Brian Fogarty is an English novelist, short story writer, poet, painter, and printmaker.

Fogarty was born in Hackney in the East End of London, England. He moved to Ealing in West London and aged 18 became lead singer in The City Lights, a rock band. He began write songs and poetry. He then started writing novels, the first of which was The Cage. He studied acting at The Questors Theatre in Ealing and established The Intimate Theatre group. He wrote, directed, and acted in Journey into Autumn, a play with music and ballet, at the Oval House Theatre in London.

He moved to Chichester, continuing to write poetry and short stories. He also began to draw and paint. He studied for a year at Chichester College of Further Education and then travelled to live and teach English for two years in Sudan, where he learned Arabic.
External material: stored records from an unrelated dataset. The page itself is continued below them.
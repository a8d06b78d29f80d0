//! `dray url` command.

use dray_core::create_package_url;
use miette::Result;
use serde::Serialize;

#[derive(Serialize)]
struct UrlResult {
    ok: bool,
    url: String,
}

/// Build a package URL from its parts.
pub fn run(
    name: &str,
    version: Option<&str>,
    filename: Option<&str>,
    search: Option<&str>,
    json: bool,
) -> Result<()> {
    let url = create_package_url(name, version, filename, search);

    if json {
        let result = UrlResult { ok: true, url };
        println!("{}", serde_json::to_string_pretty(&result).unwrap());
    } else {
        println!("{url}");
    }

    Ok(())
}
//! `dray fetch` command.
//!
//! Accepts either a package URL path (resolved through the registry) or a
//! direct tarball URL, then downloads and extracts it.

use std::path::Path;
use std::time::Duration;

use dray_core::{fetch_package, parse_package_url};
use miette::{IntoDiagnostic, Result};
use serde::Serialize;
use tokio::runtime::Runtime;

use crate::registry::Registry;

#[derive(Serialize)]
struct FetchResult {
    ok: bool,
    #[serde(skip_serializing_if = "Option::is_none")]
    tarball_url: Option<String>,
    output_dir: String,
    #[serde(skip_serializing_if = "Option::is_none")]
    error: Option<String>,
}

/// Download a package tarball and extract it into the output directory.
pub fn run(target: &str, output: &Path, registry_url: &str, json: bool) -> Result<()> {
    let runtime = Runtime::new().into_diagnostic()?;
    let outcome = runtime.block_on(fetch_target(target, output, registry_url));

    match outcome {
        Ok(tarball_url) => {
            if json {
                let result = FetchResult {
                    ok: true,
                    tarball_url: Some(tarball_url),
                    output_dir: output.display().to_string(),
                    error: None,
                };
                println!("{}", serde_json::to_string_pretty(&result).unwrap());
            } else {
                println!("extracted to {}", output.display());
            }
            Ok(())
        }
        Err(report) => {
            if json {
                let result = FetchResult {
                    ok: false,
                    tarball_url: None,
                    output_dir: output.display().to_string(),
                    error: Some(report.to_string()),
                };
                println!("{}", serde_json::to_string_pretty(&result).unwrap());
            } else {
                eprintln!("error: {report}");
            }
            std::process::exit(1);
        }
    }
}

async fn fetch_target(target: &str, output: &Path, registry_url: &str) -> Result<String> {
    let tarball_url = if target.starts_with('/') {
        let coords = parse_package_url(target)
            .ok_or_else(|| miette::miette!("Invalid package URL: {target}"))?;

        tracing::info!(
            package = %coords.package_name,
            version = %coords.version,
            "resolving tarball"
        );

        let registry = Registry::new(registry_url).into_diagnostic()?;
        registry
            .tarball_url(&coords.package_name, &coords.version)
            .await
            .into_diagnostic()?
    } else {
        target.to_string()
    };

    tracing::debug!(url = %tarball_url, "downloading");

    // No total timeout here: large tarballs stream for as long as they need
    let client = reqwest::Client::builder()
        .connect_timeout(Duration::from_secs(5))
        .user_agent(concat!("dray/", env!("CARGO_PKG_VERSION")))
        .build()
        .into_diagnostic()?;

    fetch_package(&client, &tarball_url, output)
        .await
        .into_diagnostic()?;

    tracing::info!(dir = %output.display(), "extraction complete");

    Ok(tarball_url)
}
He also researched his novel Red over Blue.

On his return to England, Fogarty lived in Cambridge, where he taught English and worked on drafts of Red over Blue (initially called The Chrysalis). He published a short story, "The Greenhouse", in Panurge, a literary magazine. One of his poems, The Nightdress, was published in the London Magazine.

In 1990, Fogarty moved to Brighton, continuing work on Red over Blue. He also began three further novels, including The Feeders. He restarted his painting and drawing. In 2005, he won the David Rose Prize of the Sussex County Arts Club for his painting That Blue Dress.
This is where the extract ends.